PORTLAND — The third big-name Democrat to consider a Senate run in Maine — former Gov. John Baldacci — expects to take his time before announcing any decision because his current Pentagon job poses an obstacle to a possible candidacy for now.
Baldacci, 57, is prohibited from politicking while he wraps up a Pentagon contract this month, potentially delaying his announcement on whether he’ll enter the race, which was thrown wide open by Sen. Olympia Snowe’s announcement last week that she won’t seek a fourth term.
In the span of little more than a week, Reps. Mike Michaud and Chellie Pingree, who were both weighing a run, bowed out to focus on defending their House seats instead.
Baldacci hadn’t made up his mind as of Thursday but couldn’t talk about it publicly even if he’d made a final decision, said his spokesman, Dan Cashman.
Behind the scenes, however, signatures were being collected on Baldacci’s behalf and could be submitted before next week’s deadline to appear on the June ballot. If he runs, Baldacci would be a strong candidate, having been elected twice as governor and four times to the U.S. House, Cashman said.
“Gov. John Baldacci has a pretty successful record when it comes to running a campaign,” he said.
Snowe’s announcement last week that she wouldn’t seek a fourth term set off a scramble because potential candidates for the soon-to-be empty seat face a March 15 deadline to submit 2,000 signatures to get on the June primary ballot.
Michaud expressed interest in the empty seat before announcing 48 hours later that he’d stick to his northern congressional district. Pingree followed suit less than a week later after former independent Gov. Angus King announced he was running.

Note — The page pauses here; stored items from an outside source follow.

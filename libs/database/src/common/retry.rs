use std::future::Future;
use std::time::Duration;
use tracing::{debug, warn};

/// Retry configuration for database connections
#[derive(Debug, Clone)]
pub struct RetryConfig {
    /// Maximum number of retry attempts
    pub max_retries: u32,

    /// Initial delay between retries in milliseconds
    pub initial_delay_ms: u64,

    /// Maximum delay between retries in milliseconds
    pub max_delay_ms: u64,

    /// Multiplier for exponential backoff
    pub backoff_multiplier: f64,

    /// Whether to add jitter to prevent thundering herd
    pub use_jitter: bool,
}

impl RetryConfig {
    /// Defaults: 3 retries, 100ms initial delay, 5s cap, 2x backoff, jitter on.
    pub fn new() -> Self {
        Self::default()
    }

    pub fn with_max_retries(mut self, max_retries: u32) -> Self {
        self.max_retries = max_retries;
        self
    }

    pub fn with_initial_delay(mut self, delay_ms: u64) -> Self {
        self.initial_delay_ms = delay_ms;
        self
    }

    pub fn with_max_delay(mut self, delay_ms: u64) -> Self {
        self.max_delay_ms = delay_ms;
        self
    }

    pub fn without_jitter(mut self) -> Self {
        self.use_jitter = false;
        self
    }
}

impl Default for RetryConfig {
    fn default() -> Self {
        Self {
            max_retries: 3,
            initial_delay_ms: 100,
            max_delay_ms: 5000,
            backoff_multiplier: 2.0,
            use_jitter: true,
        }
    }
}

/// Retry an async operation with exponential backoff
///
/// # Example
/// ```ignore
/// use database::common::{retry_with_backoff, RetryConfig};
///
/// let config = RetryConfig::new().with_max_retries(5);
/// let db = retry_with_backoff(|| database::postgres::connect(&url), config).await?;
/// ```
pub async fn retry_with_backoff<F, Fut, T, E>(mut operation: F, config: RetryConfig) -> Result<T, E>
where
    F: FnMut() -> Fut,
    Fut: Future<Output = Result<T, E>>,
    E: std::fmt::Display,
{
    let mut attempt = 0;
    let mut delay = config.initial_delay_ms;

    loop {
        match operation().await {
            Ok(result) => {
                if attempt > 0 {
                    debug!("Operation succeeded after {} retries", attempt);
                }
                return Ok(result);
            }
            Err(e) => {
                attempt += 1;

                if attempt > config.max_retries {
                    warn!(
                        "Operation failed after {} attempts: {}",
                        config.max_retries, e
                    );
                    return Err(e);
                }

                let current_delay = if config.use_jitter {
                    apply_jitter(delay)
                } else {
                    delay
                };

                debug!(
                    "Operation failed (attempt {}/{}): {}. Retrying in {}ms...",
                    attempt, config.max_retries, e, current_delay
                );

                tokio::time::sleep(Duration::from_millis(current_delay)).await;

                delay =
                    ((delay as f64 * config.backoff_multiplier) as u64).min(config.max_delay_ms);
            }
        }
    }
}

/// Scale a delay to 50%-100% of its value to spread reconnect storms
fn apply_jitter(delay: u64) -> u64 {
    use std::collections::hash_map::RandomState;
    use std::hash::BuildHasher;

    let random_factor =
        (RandomState::new().hash_one(std::time::SystemTime::now()) % 50) as f64 / 100.0 + 0.5;

    (delay as f64 * random_factor) as u64
}

/// Retry with the default configuration (3 attempts, 100ms initial delay)
pub async fn retry<F, Fut, T, E>(operation: F) -> Result<T, E>
where
    F: FnMut() -> Fut,
    Fut: Future<Output = Result<T, E>>,
    E: std::fmt::Display,
{
    retry_with_backoff(operation, RetryConfig::default()).await
}

#[cfg(test)]
mod tests {
    use super::*;
    use std::sync::atomic::{AtomicU32, Ordering};
    use std::sync::Arc;

    #[tokio::test]
    async fn test_retry_success_first_attempt() {
        let counter = Arc::new(AtomicU32::new(0));
        let counter_clone = counter.clone();

        let result = retry(|| {
            let counter = counter_clone.clone();
            async move {
                counter.fetch_add(1, Ordering::SeqCst);
                Ok::<_, String>("success")
            }
        })
        .await;

        assert_eq!(result.unwrap(), "success");
        assert_eq!(counter.load(Ordering::SeqCst), 1);
    }

    #[tokio::test]
    async fn test_retry_success_after_failures() {
        let counter = Arc::new(AtomicU32::new(0));
        let counter_clone = counter.clone();

        let config = RetryConfig::new().with_initial_delay(10).without_jitter();

        let result = retry_with_backoff(
            || {
                let counter = counter_clone.clone();
                async move {
                    let count = counter.fetch_add(1, Ordering::SeqCst);
                    if count < 2 {
                        Err(format!("Attempt {}", count + 1))
                    } else {
                        Ok("success")
                    }
                }
            },
            config,
        )
        .await;

        assert_eq!(result.unwrap(), "success");
        assert_eq!(counter.load(Ordering::SeqCst), 3);
    }

    #[tokio::test]
    async fn test_retry_exhausts_attempts() {
        let counter = Arc::new(AtomicU32::new(0));
        let counter_clone = counter.clone();

        let config = RetryConfig::new()
            .with_max_retries(2)
            .with_initial_delay(10)
            .without_jitter();

        let result: Result<(), String> = retry_with_backoff(
            || {
                let counter = counter_clone.clone();
                async move {
                    counter.fetch_add(1, Ordering::SeqCst);
                    Err("always fails".to_string())
                }
            },
            config,
        )
        .await;

        assert!(result.is_err());
        // Initial attempt plus two retries
        assert_eq!(counter.load(Ordering::SeqCst), 3);
    }

    #[test]
    fn test_jitter_stays_within_bounds() {
        for _ in 0..100 {
            let jittered = apply_jitter(1000);
            assert!((500..=1000).contains(&jittered));
        }
    }
}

Baldacci and Democrats face a tough choice, because if they lose, they could end up splitting the vote with King, giving a boost to the Republican in the race. That’s what happened when Republican Gov. Paul LePage won with 39 percent to 37 percent for independent Eliot Cutler in 2010 in a three-way race. Like Cutler, King is a former Democrat.
“I think it’s a catch-22 for the Democrats because if they run a strong candidate, they run a risk of losing the election. If they run a token candidate, they put their faith in Angus King caucusing with them,” said Michael Franz, professor of government at Bowdoin College.
Four previously announced Democrats remain in the Senate race: former Secretary of State Matthew Dunlap, state Rep. John Hinck, state Sen. Sen. Cynthia Dill and home builder Ben Pollard.
Dunlap said he understand that candidates with greater name recognition like Pingree and Michaud had to give the race a look. For now, he said, he intends to stay in the race regardless of Baldacci’s decision. He said he’s at peace with the changing competitive landscape.
“All we can do is push forward on the campaign. You can’t wait to see what others are going to do. I’m committed to getting down there and making a difference,” he said.
On the GOP side, Scott D’Amboise could be joined by Treasurer Bruce Poliquin, Attorney General William Schneider, Secretary of State Charlie Summers, state Sen. Debra Plowman of Hampden and former state Sen. Rick Bennett, all of whom have expressed interest.
Correction: This story was revised at 1:20 p.m., March 9, 2012, to state that former Gov. John Baldacci served four terms, not three, in the U.S. House.